American psychologist

Kathleen Ries Merikangas is the Chief of the Genetic Epidemiology Research Branch in the Intramural Research Program at the National Institute of Mental Health (NIMH) and an adjunct professor of epidemiology at the Johns Hopkins Bloomberg School of Public Health. She has published more than 800 papers, and is best known for her work in adolescent mental disorders.
== Early life and education ==
Merikangas was born Kathleen Ries to F. William and Dorothy Campbell Ries. Merikangas earned her bachelor's degree summa cum laude in experimental psychology and music from University of Notre Dame in 1973.

She received her master's degree from University of Pittsburgh School of Medicine, which was sponsored by National Institute on Alcohol Abuse and Alcoholism.

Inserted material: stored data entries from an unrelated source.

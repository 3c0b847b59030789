use std::path::{Path, PathBuf};
use std::time::Duration;

use regex::{Captures, Regex};
use reqwest::Client;
use serde::Serialize;
use thiserror::Error;
use tracing::{info, warn};

use crate::matcher::UNKNOWN_YEAR;

pub const UNKNOWN_CATEGORY: &str = "Unknown";

#[derive(Debug, Error)]
pub enum GuideError {
    #[error("network error: {0}")]
    Network(#[from] reqwest::Error),
    #[error("guide endpoint {url} returned status {status}")]
    Status { url: String, status: u16 },
    #[error("io error at {path}: {source}")]
    Io {
        source: std::io::Error,
        path: PathBuf,
    },
}

pub type GuideResult<T> = Result<T, GuideError>;

/// One broadcast listing from the guide.
#[derive(Debug, Clone, PartialEq, Eq, Serialize)]
pub struct ProgramEntry {
    pub title: String,
    pub category: String,
    pub release_year: String,
}

impl ProgramEntry {
    pub fn new(
        title: impl Into<String>,
        category: impl Into<String>,
        release_year: impl Into<String>,
    ) -> Self {
        Self {
            title: title.into(),
            category: category.into(),
            release_year: release_year.into(),
        }
    }

    pub fn is_movie(&self) -> bool {
        self.category.trim().eq_ignore_ascii_case("movie")
    }

    /// Year to pass to the matcher; only movies carry one.
    pub fn match_year(&self) -> Option<&str> {
        if self.is_movie() {
            Some(self.release_year.as_str())
        } else {
            None
        }
    }
}

#[derive(Debug, Clone)]
pub struct GuideClient {
    http: Client,
    language: String,
}

impl GuideClient {
    pub fn new(language: impl Into<String>, timeout: Duration) -> GuideResult<Self> {
        let http = Client::builder()
            .user_agent("upnext/0.1")
            .timeout(timeout)
            .build()?;
        Ok(Self {
            http,
            language: language.into(),
        })
    }

    pub async fn fetch(&self, url: &str) -> GuideResult<Vec<ProgramEntry>> {
        info!(%url, "fetching guide");
        let response = self.http.get(url).send().await?;
        let status = response.status();
        if !status.is_success() {
            return Err(GuideError::Status {
                url: url.to_string(),
                status: status.as_u16(),
            });
        }
        let body = response.text().await?;
        let programmes = parse_programmes(&body, &self.language);
        info!(count = programmes.len(), "guide entries extracted");
        Ok(programmes)
    }
}

pub fn load_programmes(path: &Path, language: &str) -> GuideResult<Vec<ProgramEntry>> {
    let body = std::fs::read_to_string(path).map_err(|source| GuideError::Io {
        source,
        path: path.to_path_buf(),
    })?;
    Ok(parse_programmes(&body, language))
}

/// Extracts title, category and release year from every `<programme>` of an
/// XMLTV document, in document order.
pub fn parse_programmes(xml: &str, language: &str) -> Vec<ProgramEntry> {
    let patterns = GuidePatterns::new();
    let mut programmes = Vec::new();
    for block in patterns.programme.captures_iter(xml) {
        let body = block.get(1).map(|m| m.as_str()).unwrap_or_default();
        let Some(title) = patterns.localized(&patterns.title, body, language) else {
            warn!("guide programme without title skipped");
            continue;
        };
        let title = title.trim().to_string();
        if title.is_empty() {
            warn!("guide programme with empty title skipped");
            continue;
        }
        let category = patterns
            .localized(&patterns.category, body, language)
            .map(|category| category.trim().to_string())
            .filter(|category| !category.is_empty())
            .unwrap_or_else(|| UNKNOWN_CATEGORY.to_string());
        let mut entry = ProgramEntry::new(title, category, UNKNOWN_YEAR);
        if entry.is_movie() {
            if let Some(year) = patterns
                .date
                .captures(body)
                .and_then(|capture| capture.get(1))
                .and_then(|date| leading_year(date.as_str()))
            {
                entry.release_year = year;
            }
        }
        programmes.push(entry);
    }
    programmes
}

struct GuidePatterns {
    programme: Regex,
    title: Regex,
    category: Regex,
    date: Regex,
    lang: Regex,
    entity: Regex,
}

impl GuidePatterns {
    fn new() -> Self {
        Self {
            programme: Regex::new(r"(?s)<programme\b[^>]*>(.*?)</programme>")
                .expect("valid regex"),
            title: Regex::new(r#"(?s)<title\b([^>]*)>(.*?)</title>"#).expect("valid regex"),
            category: Regex::new(r#"(?s)<category\b([^>]*)>(.*?)</category>"#)
                .expect("valid regex"),
            date: Regex::new(r"(?s)<date\b[^>]*>(.*?)</date>").expect("valid regex"),
            lang: Regex::new(r#"lang\s*=\s*["']([^"']*)["']"#).expect("valid regex"),
            entity: Regex::new(r"&(#[xX][0-9A-Fa-f]+|#[0-9]+|[A-Za-z]+);").expect("valid regex"),
        }
    }

    /// Element text in the requested language, falling back to the first one.
    fn localized(&self, element: &Regex, body: &str, language: &str) -> Option<String> {
        let mut first = None;
        for capture in element.captures_iter(body) {
            let attributes = capture.get(1).map(|m| m.as_str()).unwrap_or_default();
            let text = self.decode(capture.get(2).map(|m| m.as_str()).unwrap_or_default());
            let lang = self
                .lang
                .captures(attributes)
                .and_then(|c| c.get(1))
                .map(|m| m.as_str());
            if lang == Some(language) {
                return Some(text);
            }
            if first.is_none() {
                first = Some(text);
            }
        }
        first
    }

    /// Resolves predefined entities and numeric character references in one
    /// pass. Unknown names and invalid code points are kept verbatim.
    fn decode(&self, text: &str) -> String {
        self.entity
            .replace_all(text, |caps: &Captures| {
                let reference = &caps[1];
                let decoded = match reference {
                    "lt" => Some('<'),
                    "gt" => Some('>'),
                    "quot" => Some('"'),
                    "apos" => Some('\''),
                    "amp" => Some('&'),
                    _ => reference.strip_prefix('#').and_then(|number| {
                        let hex = number.strip_prefix('x').or_else(|| number.strip_prefix('X'));
                        let code = match hex {
                            Some(hex) => u32::from_str_radix(hex, 16).ok(),
                            None => number.parse::<u32>().ok(),
                        };
                        code.and_then(char::from_u32)
                    }),
                };
                decoded.map_or_else(|| caps[0].to_string(), String::from)
            })
            .into_owned()
    }
}

fn leading_year(date: &str) -> Option<String> {
    let date = date.trim();
    let year: String = date.chars().take(4).collect();
    if year.len() == 4 && year.chars().all(|c| c.is_ascii_digit()) {
        Some(year)
    } else {
        None
    }
}
use std::ffi::OsString;
use std::fmt;
use std::path::{Path, PathBuf};
use std::sync::{Arc, Mutex};
use std::time::Duration;

use rand::{Rng, SeedableRng};
use rand_chacha::ChaCha20Rng;
use serde::Serialize;
use tokio::fs;
use tokio::time::timeout;
use tracing::{debug, info, warn};

use crate::config::{ClipSection, UpnextConfig};
use crate::pipeline::artifact_path;

use super::error::{ExtractionError, ExtractionResult};
use super::probe::DurationProbe;
use super::{render_command, CommandExecutor, SystemCommandExecutor};

/// Chooses where in the source a clip starts.
pub trait OffsetSource: Send + Sync {
    /// A start offset in `[0, max_start]`. `max_start` is never negative.
    fn pick(&self, max_start: f64) -> f64;
}

/// Fresh entropy on every call.
#[derive(Debug, Default, Clone, Copy)]
pub struct RandomOffset;

impl OffsetSource for RandomOffset {
    fn pick(&self, max_start: f64) -> f64 {
        if !(max_start > 0.0 && max_start.is_finite()) {
            return 0.0;
        }
        rand::thread_rng().gen_range(0.0..max_start)
    }
}

/// Reproducible offsets from a seeded ChaCha stream.
#[derive(Debug)]
pub struct SeededOffset {
    rng: Mutex<ChaCha20Rng>,
}

impl SeededOffset {
    pub fn new(seed: u64) -> Self {
        Self {
            rng: Mutex::new(ChaCha20Rng::seed_from_u64(seed)),
        }
    }
}

impl OffsetSource for SeededOffset {
    fn pick(&self, max_start: f64) -> f64 {
        if !(max_start > 0.0 && max_start.is_finite()) {
            return 0.0;
        }
        let mut rng = match self.rng.lock() {
            Ok(guard) => guard,
            Err(poisoned) => poisoned.into_inner(),
        };
        rng.gen_range(0.0..max_start)
    }
}

/// One extraction request.
#[derive(Debug, Clone, PartialEq, Eq)]
pub struct ClipJob {
    pub program_title: String,
    pub source_path: PathBuf,
    pub output_path: PathBuf,
}

impl ClipJob {
    pub fn new(program_title: &str, source_path: &Path, output_dir: &Path) -> Self {
        Self {
            program_title: program_title.to_string(),
            source_path: source_path.to_path_buf(),
            output_path: artifact_path(output_dir, program_title),
        }
    }
}

#[derive(Debug, Clone, PartialEq, Serialize)]
pub struct ClipOutcome {
    pub output_path: PathBuf,
    pub start_offset: f64,
    pub source_duration: f64,
}

/// Cuts a short, silent, fixed-size H.264 clip out of a random point of the
/// source.
///
/// Sources no longer than the clip length start at 0 and yield whatever the
/// file holds, so the output can be shorter than the configured length.
#[derive(Clone)]
pub struct ClipExtractor {
    ffmpeg: PathBuf,
    clip: ClipSection,
    transcode_timeout: Duration,
    probe: DurationProbe,
    executor: Arc<dyn CommandExecutor>,
    offsets: Arc<dyn OffsetSource>,
}

impl fmt::Debug for ClipExtractor {
    fn fmt(&self, f: &mut fmt::Formatter<'_>) -> fmt::Result {
        f.debug_struct("ClipExtractor")
            .field("ffmpeg", &self.ffmpeg)
            .field("clip", &self.clip)
            .field("transcode_timeout", &self.transcode_timeout)
            .field("probe", &self.probe)
            .finish()
    }
}

impl ClipExtractor {
    pub fn new(config: &UpnextConfig, executor: Option<Arc<dyn CommandExecutor>>) -> Self {
        let executor = executor.unwrap_or_else(|| Arc::new(SystemCommandExecutor));
        let probe = DurationProbe::new(
            config.tools.ffmpeg.clone(),
            config.tools.probe_timeout(),
            Some(Arc::clone(&executor)),
        );
        Self {
            ffmpeg: config.tools.ffmpeg.clone(),
            clip: config.clip.clone(),
            transcode_timeout: config.tools.transcode_timeout(),
            probe,
            executor,
            offsets: Arc::new(RandomOffset),
        }
    }

    pub fn with_offset_source(mut self, offsets: Arc<dyn OffsetSource>) -> Self {
        self.offsets = offsets;
        self
    }

    pub async fn extract_clip(
        &self,
        program_title: &str,
        source_path: &Path,
        output_dir: &Path,
    ) -> ExtractionResult<ClipOutcome> {
        self.run(&ClipJob::new(program_title, source_path, output_dir))
            .await
    }

    pub async fn run(&self, job: &ClipJob) -> ExtractionResult<ClipOutcome> {
        info!(
            title = %job.program_title,
            source = %job.source_path.display(),
            "extracting clip"
        );
        let source_duration = self.probe.probe_duration(&job.source_path).await?;
        let start_offset = self.choose_start(source_duration);
        if source_duration <= self.clip.duration_seconds {
            info!(
                title = %job.program_title,
                source_duration,
                "source shorter than clip length, using whole file"
            );
        }

        if let Some(parent) = job.output_path.parent() {
            fs::create_dir_all(parent)
                .await
                .map_err(|source| ExtractionError::Io {
                    source,
                    path: parent.to_path_buf(),
                })?;
        }

        let args = self.transcode_args(&job.source_path, start_offset, &job.output_path);
        let command = render_command(&self.ffmpeg, &args);
        debug!(%command, "running transcoder");

        let output = match timeout(
            self.transcode_timeout,
            self.executor.run(&self.ffmpeg, &args),
        )
        .await
        {
            Ok(Ok(output)) => output,
            Ok(Err(error)) => {
                self.discard_partial(&job.output_path).await;
                return Err(ExtractionError::Command(error));
            }
            Err(_) => {
                self.discard_partial(&job.output_path).await;
                return Err(ExtractionError::Timeout(self.transcode_timeout));
            }
        };
        if !output.status.success() {
            self.discard_partial(&job.output_path).await;
            return Err(ExtractionError::CommandFailure {
                command,
                status: output.status.code(),
                stderr: String::from_utf8_lossy(&output.stderr).trim().to_string(),
            });
        }

        info!(
            title = %job.program_title,
            output = %job.output_path.display(),
            start_offset,
            "clip saved"
        );
        Ok(ClipOutcome {
            output_path: job.output_path.clone(),
            start_offset,
            source_duration,
        })
    }

    /// Start offset within `[0, max(0, duration - clip length)]`. A
    /// non-finite duration starts at 0.
    pub fn choose_start(&self, source_duration: f64) -> f64 {
        let max_start = (source_duration - self.clip.duration_seconds).max(0.0);
        if !max_start.is_finite() {
            return 0.0;
        }
        let picked = self.offsets.pick(max_start);
        if picked.is_finite() {
            picked.clamp(0.0, max_start)
        } else {
            0.0
        }
    }

    pub fn transcode_args(&self, source: &Path, start_offset: f64, output: &Path) -> Vec<OsString> {
        let mut args: Vec<OsString> = ["-y", "-hide_banner", "-loglevel", "error", "-ss"]
            .into_iter()
            .map(OsString::from)
            .collect();
        args.push(format!("{start_offset:.3}").into());
        args.push("-i".into());
        args.push(source.as_os_str().to_os_string());
        args.extend(
            [
                "-map".to_string(),
                "0:v:0".to_string(),
                "-t".to_string(),
                self.clip.duration_seconds.to_string(),
                "-vf".to_string(),
                format!("scale={}:{}", self.clip.width, self.clip.height),
                "-c:v".to_string(),
                self.clip.video_codec.clone(),
                "-pix_fmt".to_string(),
                self.clip.pixel_format.clone(),
                "-crf".to_string(),
                self.clip.crf.to_string(),
                "-preset".to_string(),
                self.clip.preset.clone(),
                "-an".to_string(),
                "-movflags".to_string(),
                "+faststart".to_string(),
            ]
            .map(OsString::from),
        );
        args.push(output.as_os_str().to_os_string());
        args
    }

    async fn discard_partial(&self, output: &Path) {
        match fs::remove_file(output).await {
            Ok(()) => warn!(path = %output.display(), "removed partial clip"),
            Err(error) if error.kind() == std::io::ErrorKind::NotFound => {}
            Err(error) => {
                warn!(path = %output.display(), %error, "failed to remove partial clip")
            }
        }
    }
}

During this time, she did her clinical training and internship at the Western Psychiatric Institute and Clinic at the University of Pittsburgh School of Medicine.

She earned her Ph.D. in chronic disease epidemiology from University of Pittsburgh School of Public Health in 1981, focusing on conducting clinical research on the affective disorders. With the help of Career Development Award from National Institute of Mental Health, Merikangas did her postdoctoral work in population genetics and genetic epidemiology at Yale University School of Medicine.

== Career ==
Merikangas became a faculty member at Yale University School of Medicine, where she did her postdoctoral work. She worked as a Professor of Epidemiology and Public Health, Psychiatry and Psychology and the Director of the Genetic Epidemiology Research Unit in the Department of Epidemiology and Public Health. During her time at Yale, she proposed the genome-wide case-control associations of disorders, and conducted large population studies of mental disorders. The perspectives article titled "The Future of Genetic Studies of Complex Human Diseases" that appeared in journal Science in 1996, which she co-authored with Neil Risch, has been cited more than 3,000 times. She left Yale in 2003.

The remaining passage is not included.